[Instructions to follow]
From the entries that follow, list every line in which the string "LockDepth" appears.

[Data extracts]
_____

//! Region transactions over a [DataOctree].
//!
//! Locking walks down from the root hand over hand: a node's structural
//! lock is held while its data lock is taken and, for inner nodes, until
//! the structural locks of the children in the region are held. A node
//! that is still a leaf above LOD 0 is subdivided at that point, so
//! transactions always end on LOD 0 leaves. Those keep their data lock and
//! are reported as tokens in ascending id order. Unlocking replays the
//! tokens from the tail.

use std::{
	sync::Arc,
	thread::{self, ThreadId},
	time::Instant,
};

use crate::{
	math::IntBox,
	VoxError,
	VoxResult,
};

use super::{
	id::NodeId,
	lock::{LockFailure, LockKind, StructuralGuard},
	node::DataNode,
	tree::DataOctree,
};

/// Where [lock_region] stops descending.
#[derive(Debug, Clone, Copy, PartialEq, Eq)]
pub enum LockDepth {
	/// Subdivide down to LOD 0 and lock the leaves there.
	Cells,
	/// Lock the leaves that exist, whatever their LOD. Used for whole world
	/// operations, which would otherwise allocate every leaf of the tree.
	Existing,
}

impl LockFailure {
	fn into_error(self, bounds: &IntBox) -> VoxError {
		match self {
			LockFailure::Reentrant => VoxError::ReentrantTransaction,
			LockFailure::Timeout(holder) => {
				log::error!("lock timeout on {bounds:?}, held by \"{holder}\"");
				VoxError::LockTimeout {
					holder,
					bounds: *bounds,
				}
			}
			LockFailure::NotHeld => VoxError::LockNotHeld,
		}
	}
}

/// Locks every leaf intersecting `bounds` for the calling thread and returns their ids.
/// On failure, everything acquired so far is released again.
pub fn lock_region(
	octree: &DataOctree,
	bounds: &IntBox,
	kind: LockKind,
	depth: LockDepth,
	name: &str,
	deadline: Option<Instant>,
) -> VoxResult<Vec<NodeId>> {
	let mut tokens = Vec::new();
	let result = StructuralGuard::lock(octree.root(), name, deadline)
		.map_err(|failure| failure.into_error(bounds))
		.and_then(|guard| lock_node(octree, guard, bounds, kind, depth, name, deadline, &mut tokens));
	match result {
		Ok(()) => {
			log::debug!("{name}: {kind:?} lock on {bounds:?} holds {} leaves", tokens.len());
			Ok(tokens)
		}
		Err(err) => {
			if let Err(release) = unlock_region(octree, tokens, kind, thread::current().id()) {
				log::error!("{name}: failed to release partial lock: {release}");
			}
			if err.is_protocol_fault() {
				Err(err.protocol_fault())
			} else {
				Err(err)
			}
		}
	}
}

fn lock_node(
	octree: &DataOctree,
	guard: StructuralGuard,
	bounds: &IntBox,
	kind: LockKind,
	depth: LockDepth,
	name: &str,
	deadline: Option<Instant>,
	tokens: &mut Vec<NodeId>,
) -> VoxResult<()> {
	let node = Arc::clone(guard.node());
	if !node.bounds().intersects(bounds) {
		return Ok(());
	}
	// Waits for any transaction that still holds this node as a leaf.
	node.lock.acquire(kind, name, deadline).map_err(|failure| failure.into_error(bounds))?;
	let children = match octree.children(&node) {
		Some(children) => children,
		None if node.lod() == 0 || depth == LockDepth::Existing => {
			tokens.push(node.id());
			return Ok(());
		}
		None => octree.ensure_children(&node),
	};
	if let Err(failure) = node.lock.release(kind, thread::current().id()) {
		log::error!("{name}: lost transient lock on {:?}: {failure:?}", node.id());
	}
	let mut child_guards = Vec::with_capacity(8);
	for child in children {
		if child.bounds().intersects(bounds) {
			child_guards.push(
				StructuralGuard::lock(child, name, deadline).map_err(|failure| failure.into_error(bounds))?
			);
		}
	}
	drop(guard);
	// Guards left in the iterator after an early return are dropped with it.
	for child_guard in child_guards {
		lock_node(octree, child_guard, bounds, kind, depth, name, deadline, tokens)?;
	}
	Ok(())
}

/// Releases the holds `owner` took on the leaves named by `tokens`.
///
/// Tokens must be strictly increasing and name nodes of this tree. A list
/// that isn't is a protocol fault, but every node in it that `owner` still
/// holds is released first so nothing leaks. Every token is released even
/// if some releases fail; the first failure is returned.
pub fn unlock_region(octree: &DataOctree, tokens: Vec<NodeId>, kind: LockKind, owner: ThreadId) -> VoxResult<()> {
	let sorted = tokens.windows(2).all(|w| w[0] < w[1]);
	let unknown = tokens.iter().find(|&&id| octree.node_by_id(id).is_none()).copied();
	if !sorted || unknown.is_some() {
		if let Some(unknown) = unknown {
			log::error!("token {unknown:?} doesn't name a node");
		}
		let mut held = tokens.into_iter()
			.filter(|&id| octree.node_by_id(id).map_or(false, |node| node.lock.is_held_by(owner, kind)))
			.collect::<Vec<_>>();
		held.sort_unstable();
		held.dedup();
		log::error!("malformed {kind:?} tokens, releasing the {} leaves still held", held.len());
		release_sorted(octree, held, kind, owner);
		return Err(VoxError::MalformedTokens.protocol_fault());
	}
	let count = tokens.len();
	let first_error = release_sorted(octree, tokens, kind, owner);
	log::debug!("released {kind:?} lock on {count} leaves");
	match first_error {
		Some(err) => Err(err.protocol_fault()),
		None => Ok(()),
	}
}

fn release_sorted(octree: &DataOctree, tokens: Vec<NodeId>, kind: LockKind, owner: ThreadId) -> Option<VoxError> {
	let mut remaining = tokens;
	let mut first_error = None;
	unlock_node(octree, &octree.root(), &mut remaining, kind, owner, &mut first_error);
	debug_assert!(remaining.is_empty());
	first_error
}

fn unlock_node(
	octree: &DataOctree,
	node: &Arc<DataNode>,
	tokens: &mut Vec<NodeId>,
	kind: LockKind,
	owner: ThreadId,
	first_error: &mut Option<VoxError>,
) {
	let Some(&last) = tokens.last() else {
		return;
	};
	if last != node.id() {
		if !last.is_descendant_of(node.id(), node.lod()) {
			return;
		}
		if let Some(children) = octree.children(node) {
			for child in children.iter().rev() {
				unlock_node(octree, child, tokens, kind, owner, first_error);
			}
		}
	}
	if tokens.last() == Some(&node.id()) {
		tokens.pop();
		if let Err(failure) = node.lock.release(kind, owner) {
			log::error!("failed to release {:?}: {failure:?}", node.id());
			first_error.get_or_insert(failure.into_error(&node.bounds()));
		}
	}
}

_____

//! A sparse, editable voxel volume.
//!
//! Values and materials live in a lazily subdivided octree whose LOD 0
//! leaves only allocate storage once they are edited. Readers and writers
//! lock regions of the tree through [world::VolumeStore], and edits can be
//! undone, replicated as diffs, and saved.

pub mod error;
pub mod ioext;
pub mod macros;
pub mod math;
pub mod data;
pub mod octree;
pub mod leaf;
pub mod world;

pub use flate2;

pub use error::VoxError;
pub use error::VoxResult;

_____

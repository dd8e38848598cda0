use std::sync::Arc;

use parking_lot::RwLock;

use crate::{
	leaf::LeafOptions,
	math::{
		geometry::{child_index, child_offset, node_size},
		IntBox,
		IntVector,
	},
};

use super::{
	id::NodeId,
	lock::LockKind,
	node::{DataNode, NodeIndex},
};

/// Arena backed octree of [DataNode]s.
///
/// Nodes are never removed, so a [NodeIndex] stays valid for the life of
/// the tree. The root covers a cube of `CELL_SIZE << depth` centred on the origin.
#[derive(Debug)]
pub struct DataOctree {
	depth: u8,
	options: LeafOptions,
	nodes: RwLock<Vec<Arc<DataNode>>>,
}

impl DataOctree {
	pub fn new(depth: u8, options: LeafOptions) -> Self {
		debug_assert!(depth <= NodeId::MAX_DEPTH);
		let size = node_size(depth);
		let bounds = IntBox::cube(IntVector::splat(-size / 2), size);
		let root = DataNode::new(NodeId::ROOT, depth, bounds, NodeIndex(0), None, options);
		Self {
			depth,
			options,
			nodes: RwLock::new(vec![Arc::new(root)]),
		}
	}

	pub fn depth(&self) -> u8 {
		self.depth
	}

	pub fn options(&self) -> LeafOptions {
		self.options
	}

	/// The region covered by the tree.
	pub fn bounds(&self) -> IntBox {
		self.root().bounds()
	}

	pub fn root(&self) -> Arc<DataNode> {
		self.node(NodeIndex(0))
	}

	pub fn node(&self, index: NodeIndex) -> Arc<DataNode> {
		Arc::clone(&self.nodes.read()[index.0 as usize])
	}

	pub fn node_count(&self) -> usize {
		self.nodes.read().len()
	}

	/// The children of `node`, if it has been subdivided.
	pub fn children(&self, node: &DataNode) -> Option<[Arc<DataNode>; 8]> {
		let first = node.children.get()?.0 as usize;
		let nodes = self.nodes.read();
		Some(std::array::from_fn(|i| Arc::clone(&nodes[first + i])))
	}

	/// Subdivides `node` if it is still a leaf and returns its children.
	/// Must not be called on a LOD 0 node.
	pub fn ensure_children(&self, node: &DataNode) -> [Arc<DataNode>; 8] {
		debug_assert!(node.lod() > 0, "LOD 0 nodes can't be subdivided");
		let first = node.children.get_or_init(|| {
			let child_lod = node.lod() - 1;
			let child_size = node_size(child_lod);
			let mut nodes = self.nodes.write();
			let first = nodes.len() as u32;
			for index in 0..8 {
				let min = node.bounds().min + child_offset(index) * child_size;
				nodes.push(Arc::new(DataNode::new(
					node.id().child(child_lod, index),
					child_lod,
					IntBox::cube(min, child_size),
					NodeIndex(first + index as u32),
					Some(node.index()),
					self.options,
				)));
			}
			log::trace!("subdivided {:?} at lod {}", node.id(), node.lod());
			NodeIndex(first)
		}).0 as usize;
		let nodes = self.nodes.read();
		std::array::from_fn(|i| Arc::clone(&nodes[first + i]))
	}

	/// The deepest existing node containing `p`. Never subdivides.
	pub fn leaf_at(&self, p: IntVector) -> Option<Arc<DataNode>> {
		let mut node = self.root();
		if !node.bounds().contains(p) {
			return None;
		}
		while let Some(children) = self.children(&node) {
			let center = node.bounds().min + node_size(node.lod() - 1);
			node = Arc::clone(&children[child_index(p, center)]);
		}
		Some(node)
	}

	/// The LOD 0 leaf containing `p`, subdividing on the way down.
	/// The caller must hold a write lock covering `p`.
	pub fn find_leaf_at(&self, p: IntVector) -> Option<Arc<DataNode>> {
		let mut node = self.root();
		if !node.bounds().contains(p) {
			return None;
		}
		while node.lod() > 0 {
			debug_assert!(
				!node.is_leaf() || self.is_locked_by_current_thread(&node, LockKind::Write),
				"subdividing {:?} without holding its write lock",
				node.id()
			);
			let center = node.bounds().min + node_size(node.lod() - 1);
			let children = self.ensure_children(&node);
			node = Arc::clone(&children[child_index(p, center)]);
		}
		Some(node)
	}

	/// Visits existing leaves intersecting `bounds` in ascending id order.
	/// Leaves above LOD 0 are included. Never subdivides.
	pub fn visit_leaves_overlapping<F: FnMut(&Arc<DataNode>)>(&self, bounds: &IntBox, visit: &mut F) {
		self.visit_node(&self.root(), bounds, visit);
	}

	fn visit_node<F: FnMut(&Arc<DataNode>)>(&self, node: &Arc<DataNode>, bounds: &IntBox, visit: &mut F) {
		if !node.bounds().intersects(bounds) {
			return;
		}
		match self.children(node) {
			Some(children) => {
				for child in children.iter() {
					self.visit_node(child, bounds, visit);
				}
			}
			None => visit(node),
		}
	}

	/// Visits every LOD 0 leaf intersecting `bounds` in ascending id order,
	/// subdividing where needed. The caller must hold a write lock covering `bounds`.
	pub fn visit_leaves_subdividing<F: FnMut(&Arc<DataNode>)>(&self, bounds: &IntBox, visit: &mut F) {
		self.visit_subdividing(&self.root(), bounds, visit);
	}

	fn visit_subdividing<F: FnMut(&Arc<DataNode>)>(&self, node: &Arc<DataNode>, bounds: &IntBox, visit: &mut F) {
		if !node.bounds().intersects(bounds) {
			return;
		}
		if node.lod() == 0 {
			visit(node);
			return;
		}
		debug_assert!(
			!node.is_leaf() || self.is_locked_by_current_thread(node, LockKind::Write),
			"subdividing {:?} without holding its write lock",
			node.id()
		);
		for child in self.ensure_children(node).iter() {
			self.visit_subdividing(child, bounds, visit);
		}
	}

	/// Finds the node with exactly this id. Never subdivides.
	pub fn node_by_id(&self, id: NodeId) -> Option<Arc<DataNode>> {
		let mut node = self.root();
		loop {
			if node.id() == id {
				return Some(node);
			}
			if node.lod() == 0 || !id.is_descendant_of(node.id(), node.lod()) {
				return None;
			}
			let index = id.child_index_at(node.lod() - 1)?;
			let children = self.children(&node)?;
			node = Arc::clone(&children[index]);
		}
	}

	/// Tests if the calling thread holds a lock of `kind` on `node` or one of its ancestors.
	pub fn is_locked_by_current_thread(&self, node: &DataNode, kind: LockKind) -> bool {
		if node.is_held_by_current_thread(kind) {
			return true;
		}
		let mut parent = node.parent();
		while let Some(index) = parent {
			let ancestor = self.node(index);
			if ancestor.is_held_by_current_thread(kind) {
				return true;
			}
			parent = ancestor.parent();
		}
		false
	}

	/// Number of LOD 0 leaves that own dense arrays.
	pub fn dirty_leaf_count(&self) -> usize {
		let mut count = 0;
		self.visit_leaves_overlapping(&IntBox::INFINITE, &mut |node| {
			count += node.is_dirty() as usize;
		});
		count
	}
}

_____

[Result for this task]
pub enum LockDepth {
	depth: LockDepth,
	depth: LockDepth,
		None if node.lod() == 0 || depth == LockDepth::Existing => {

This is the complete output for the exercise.